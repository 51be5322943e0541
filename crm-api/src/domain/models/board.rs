use serde::{Deserialize, Serialize};
use serde_json::{Map, Value};
use serde_with::{serde_as, DefaultOnNull};

use super::{Column, ProjectTask, RelationRef};

/// Typed view of a project board record.
///
/// Only the fields the proxy reasons about are typed; everything else is
/// kept in `rest` and written back out unchanged.
#[serde_as]
#[derive(Debug, Clone, PartialEq, Serialize, Deserialize)]
pub struct ProjectBoard {
    pub id: String,
    #[serde(default)]
    pub project_id: Option<RelationRef>,
    #[serde_as(as = "DefaultOnNull")]
    #[serde(default)]
    pub columns: Vec<Column>,
    #[serde(flatten)]
    pub rest: Map<String, Value>,
}

impl ProjectBoard {
    pub fn belongs_to(&self, project_id: &str) -> bool {
        self.project_id
            .as_ref()
            .is_some_and(|r| r.references(project_id))
    }
}

/// Body of a board creation request.
#[derive(Debug, Clone, Default, Deserialize)]
pub struct NewBoardRequest {
    pub title: Option<String>,
    pub project_id: Option<String>,
}

/// Payload for a new board, seeded with the default column template.
#[derive(Debug, Clone, PartialEq, Serialize)]
pub struct NewBoard {
    pub title: Option<String>,
    pub project_id: Option<String>,
    pub columns: Vec<Column>,
}

impl From<NewBoardRequest> for NewBoard {
    fn from(request: NewBoardRequest) -> Self {
        Self {
            title: request.title,
            project_id: request.project_id,
            columns: Column::default_template(),
        }
    }
}

/// Fields forwarded when replacing a board. Columns are managed separately.
#[derive(Debug, Clone, Default, PartialEq, Serialize, Deserialize)]
pub struct BoardFields {
    pub title: Option<String>,
    pub project_id: Option<String>,
}

/// Payload that rewrites a board's whole column list.
#[derive(Debug, Clone, PartialEq, Serialize)]
pub struct ColumnsUpdate<'a> {
    pub columns: &'a [Column],
}

/// A board together with its tasks.
#[derive(Debug, Clone, PartialEq)]
pub struct BoardTasks {
    pub board: ProjectBoard,
    pub tasks: Vec<ProjectTask>,
}
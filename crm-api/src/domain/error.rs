use thiserror::Error;

/// Errors that can occur while serving CRM operations.
#[derive(Debug, Error)]
pub enum CrmError {
    /// The record store answered with a non-success status.
    #[error("{message}")]
    Upstream { status: u16, message: String },
    #[error("record store unavailable: {0}")]
    Unavailable(String),
    #[error("unexpected record shape: {0}")]
    InvalidRecord(String),
    #[error("this lead is already assigned to this account")]
    ActiveRelationExists,
    #[error("column not found: {0}")]
    ColumnNotFound(String),
    #[error("column already exists: {0}")]
    ColumnExists(String),
    #[error("{0}")]
    InvalidInput(String),
}

impl CrmError {
    pub fn invalid_input(msg: impl Into<String>) -> Self {
        Self::InvalidInput(msg.into())
    }

    pub fn invalid_record(err: impl std::fmt::Display) -> Self {
        Self::InvalidRecord(err.to_string())
    }
}
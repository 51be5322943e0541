use axum::{
    extract::{Path, Query, State},
    http::StatusCode,
    routing::{get, patch},
    Json, Router,
};
use serde_json::Value;
use tracing::instrument;

use crate::{
    adapters::inbound::http::MessageResponse,
    domain::models::{ListParams, MoveTaskRequest, NewTask, NewTaskRequest, Page, TaskUpdate},
    AppState,
};

use super::{ApiError, ApiJson, ListQuery};

pub fn router() -> Router<AppState> {
    Router::new()
        .route("/", get(list_tasks).post(create_task))
        .route(
            "/:task_id",
            get(get_task).put(update_task).delete(delete_task),
        )
        .route("/:task_id/move", patch(move_task))
}

#[instrument(name = "GET /tasks", skip(app_state))]
async fn list_tasks(
    State(app_state): State<AppState>,
    Query(query): Query<ListQuery>,
) -> Result<Json<Page>, ApiError> {
    let page = app_state
        .tasks()
        .records()
        .list(&ListParams::from(query))
        .await?;
    Ok(Json(page))
}

#[instrument(name = "POST /tasks", skip(app_state))]
async fn create_task(
    State(app_state): State<AppState>,
    ApiJson(body): ApiJson<NewTaskRequest>,
) -> Result<(StatusCode, Json<Value>), ApiError> {
    let created = app_state
        .tasks()
        .records()
        .create(&NewTask::from(body))
        .await?;
    Ok((StatusCode::CREATED, Json(created)))
}

#[instrument(name = "GET /tasks/:task_id", skip(app_state))]
async fn get_task(
    State(app_state): State<AppState>,
    Path(task_id): Path<String>,
) -> Result<Json<Value>, ApiError> {
    let task = app_state.tasks().records().get(&task_id).await?;
    Ok(Json(task))
}

#[instrument(name = "PUT /tasks/:task_id", skip(app_state))]
async fn update_task(
    State(app_state): State<AppState>,
    Path(task_id): Path<String>,
    ApiJson(body): ApiJson<TaskUpdate>,
) -> Result<Json<Value>, ApiError> {
    let updated = app_state.tasks().records().update(&task_id, &body).await?;
    Ok(Json(updated))
}

#[instrument(name = "DELETE /tasks/:task_id", skip(app_state))]
async fn delete_task(
    State(app_state): State<AppState>,
    Path(task_id): Path<String>,
) -> Result<Json<MessageResponse>, ApiError> {
    app_state.tasks().records().delete(&task_id).await?;
    Ok(Json(MessageResponse::new("Task deleted")))
}

#[instrument(name = "PATCH /tasks/:task_id/move", skip(app_state))]
async fn move_task(
    State(app_state): State<AppState>,
    Path(task_id): Path<String>,
    ApiJson(body): ApiJson<MoveTaskRequest>,
) -> Result<Json<Value>, ApiError> {
    let moved = app_state.tasks().move_task(&task_id, body).await?;
    Ok(Json(moved))
}
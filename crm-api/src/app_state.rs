use std::sync::Arc;

use crate::domain::{
    models::Collection,
    ports::outbound::RecordStore,
    services::{AccountLeadService, BoardService, RecordService, TaskService},
};

#[derive(Clone)]
pub struct AppState {
    store: Arc<dyn RecordStore>,
    page_size: u32,
}

impl AppState {
    pub fn new(store: Arc<dyn RecordStore>, page_size: u32) -> Self {
        Self { store, page_size }
    }

    pub fn records(&self, collection: Collection) -> RecordService {
        RecordService::new(self.store.clone(), collection, self.page_size)
    }

    pub fn account_leads(&self) -> AccountLeadService {
        AccountLeadService::new(self.store.clone(), self.page_size)
    }

    pub fn boards(&self) -> BoardService {
        BoardService::new(self.store.clone(), self.page_size)
    }

    pub fn tasks(&self) -> TaskService {
        TaskService::new(self.store.clone(), self.page_size)
    }
}
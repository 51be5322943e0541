use serde::{Deserialize, Serialize};

#[derive(Debug, Clone, Default, PartialEq, Serialize, Deserialize)]
pub struct ProjectFields {
    pub name: Option<String>,
    pub status: Option<String>,
    pub account_id: Option<String>,
}
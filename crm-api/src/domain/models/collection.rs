use strum::{AsRefStr, Display, EnumIter};

/// Collections of the record store this service reads and writes.
#[derive(Debug, Clone, Copy, PartialEq, Eq, Hash, Display, AsRefStr, EnumIter)]
#[strum(serialize_all = "snake_case")]
pub enum Collection {
    Accounts,
    Leads,
    AccountLeads,
    Types,
    Projects,
    ProjectBoards,
    ProjectTasks,
}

+++

--- WORK INSTRUCTIONS ---
Repeat every entry exactly, please.

--- WORKED SOLUTION ---
repository 51be5322943e0541
filename crm-api/src/domain/models/board.rs
use serde::{Deserialize, Serialize};
use serde_json::{Map, Value};
use serde_with::{serde_as, DefaultOnNull};

use super::{Column, ProjectTask, RelationRef};

/// Typed view of a project board record.
///
/// Only the fields the proxy reasons about are typed; everything else is
/// kept in `rest` and written back out unchanged.
#[serde_as]
#[derive(Debug, Clone, PartialEq, Serialize, Deserialize)]
pub struct ProjectBoard {
    pub id: String,
    #[serde(default)]
    pub project_id: Option<RelationRef>,
    #[serde_as(as = "DefaultOnNull")]
    #[serde(default)]
    pub columns: Vec<Column>,
    #[serde(flatten)]
    pub rest: Map<String, Value>,
}

impl ProjectBoard {
    pub fn belongs_to(&self, project_id: &str) -> bool {
        self.project_id
            .as_ref()
            .is_some_and(|r| r.references(project_id))
    }
}

/// Body of a board creation request.
#[derive(Debug, Clone, Default, Deserialize)]
pub struct NewBoardRequest {
    pub title: Option<String>,
    pub project_id: Option<String>,
}

/// Payload for a new board, seeded with the default column template.
#[derive(Debug, Clone, PartialEq, Serialize)]
pub struct NewBoard {
    pub title: Option<String>,
    pub project_id: Option<String>,
    pub columns: Vec<Column>,
}

impl From<NewBoardRequest> for NewBoard {
    fn from(request: NewBoardRequest) -> Self {
        Self {
            title: request.title,
            project_id: request.project_id,
            columns: Column::default_template(),
        }
    }
}

/// Fields forwarded when replacing a board. Columns are managed separately.
#[derive(Debug, Clone, Default, PartialEq, Serialize, Deserialize)]
pub struct BoardFields {
    pub title: Option<String>,
    pub project_id: Option<String>,
}

/// Payload that rewrites a board's whole column list.
#[derive(Debug, Clone, PartialEq, Serialize)]
pub struct ColumnsUpdate<'a> {
    pub columns: &'a [Column],
}

/// A board together with its tasks.
#[derive(Debug, Clone, PartialEq)]
pub struct BoardTasks {
    pub board: ProjectBoard,
    pub tasks: Vec<ProjectTask>,
}
filename crm-api/src/domain/error.rs
use thiserror::Error;

/// Errors that can occur while serving CRM operations.
#[derive(Debug, Error)]
pub enum CrmError {
    /// The record store answered with a non-success status.
    #[error("{message}")]
    Upstream { status: u16, message: String },
    #[error("record store unavailable: {0}")]
    Unavailable(String),
    #[error("unexpected record shape: {0}")]
    InvalidRecord(String),
    #[error("this lead is already assigned to this account")]
    ActiveRelationExists,
    #[error("column not found: {0}")]
    ColumnNotFound(String),
    #[error("column already exists: {0}")]
    ColumnExists(String),
    #[error("{0}")]
    InvalidInput(String),
}

impl CrmError {
    pub fn invalid_input(msg: impl Into<String>) -> Self {
        Self::InvalidInput(msg.into())
    }

    pub fn invalid_record(err: impl std::fmt::Display) -> Self {
        Self::InvalidRecord(err.to_string())
    }
}
repository 51be5322943e0541
use axum::{
    extract::{Path, Query, State},
    http::StatusCode,
    routing::{get, patch},
    Json, Router,
};
use serde_json::Value;
use tracing::instrument;

use crate::{
    adapters::inbound::http::MessageResponse,
    domain::models::{ListParams, MoveTaskRequest, NewTask, NewTaskRequest, Page, TaskUpdate},
    AppState,
};

use super::{ApiError, ApiJson, ListQuery};

pub fn router() -> Router<AppState> {
    Router::new()
        .route("/", get(list_tasks).post(create_task))
        .route(
            "/:task_id",
            get(get_task).put(update_task).delete(delete_task),
        )
        .route("/:task_id/move", patch(move_task))
}

#[instrument(name = "GET /tasks", skip(app_state))]
async fn list_tasks(
    State(app_state): State<AppState>,
    Query(query): Query<ListQuery>,
) -> Result<Json<Page>, ApiError> {
    let page = app_state
        .tasks()
        .records()
        .list(&ListParams::from(query))
        .await?;
    Ok(Json(page))
}

#[instrument(name = "POST /tasks", skip(app_state))]
async fn create_task(
    State(app_state): State<AppState>,
    ApiJson(body): ApiJson<NewTaskRequest>,
) -> Result<(StatusCode, Json<Value>), ApiError> {
    let created = app_state
        .tasks()
        .records()
        .create(&NewTask::from(body))
        .await?;
    Ok((StatusCode::CREATED, Json(created)))
}

#[instrument(name = "GET /tasks/:task_id", skip(app_state))]
async fn get_task(
    State(app_state): State<AppState>,
    Path(task_id): Path<String>,
) -> Result<Json<Value>, ApiError> {
    let task = app_state.tasks().records().get(&task_id).await?;
    Ok(Json(task))
}

#[instrument(name = "PUT /tasks/:task_id", skip(app_state))]
async fn update_task(
    State(app_state): State<AppState>,
    Path(task_id): Path<String>,
    ApiJson(body): ApiJson<TaskUpdate>,
) -> Result<Json<Value>, ApiError> {
    let updated = app_state.tasks().records().update(&task_id, &body).await?;
    Ok(Json(updated))
}

#[instrument(name = "DELETE /tasks/:task_id", skip(app_state))]
async fn delete_task(
    State(app_state): State<AppState>,
    Path(task_id): Path<String>,
) -> Result<Json<MessageResponse>, ApiError> {
    app_state.tasks().records().delete(&task_id).await?;
    Ok(Json(MessageResponse::new("Task deleted")))
}

#[instrument(name = "PATCH /tasks/:task_id/move", skip(app_state))]
async fn move_task(
    State(app_state): State<AppState>,
    Path(task_id): Path<String>,
    ApiJson(body): ApiJson<MoveTaskRequest>,
) -> Result<Json<Value>, ApiError> {
    let moved = app_state.tasks().move_task(&task_id, body).await?;
    Ok(Json(moved))
}
filename crm-api/src/app_state.rs
use std::sync::Arc;

use crate::domain::{
    models::Collection,
    ports::outbound::RecordStore,
    services::{AccountLeadService, BoardService, RecordService, TaskService},
};

#[derive(Clone)]
pub struct AppState {
    store: Arc<dyn RecordStore>,
    page_size: u32,
}

impl AppState {
    pub fn new(store: Arc<dyn RecordStore>, page_size: u32) -> Self {
        Self { store, page_size }
    }

    pub fn records(&self, collection: Collection) -> RecordService {
        RecordService::new(self.store.clone(), collection, self.page_size)
    }

    pub fn account_leads(&self) -> AccountLeadService {
        AccountLeadService::new(self.store.clone(), self.page_size)
    }

    pub fn boards(&self) -> BoardService {
        BoardService::new(self.store.clone(), self.page_size)
    }

    pub fn tasks(&self) -> TaskService {
        TaskService::new(self.store.clone(), self.page_size)
    }
}
repository 51be5322943e0541
use serde::{Deserialize, Serialize};

#[derive(Debug, Clone, Default, PartialEq, Serialize, Deserialize)]
pub struct ProjectFields {
    pub name: Option<String>,
    pub status: Option<String>,
    pub account_id: Option<String>,
}
filename crm-api/src/domain/models/collection.rs
use strum::{AsRefStr, Display, EnumIter};

/// Collections of the record store this service reads and writes.
#[derive(Debug, Clone, Copy, PartialEq, Eq, Hash, Display, AsRefStr, EnumIter)]
#[strum(serialize_all = "snake_case")]
pub enum Collection {
    Accounts,
    Leads,
    AccountLeads,
    Types,
    Projects,
    ProjectBoards,
    ProjectTasks,
}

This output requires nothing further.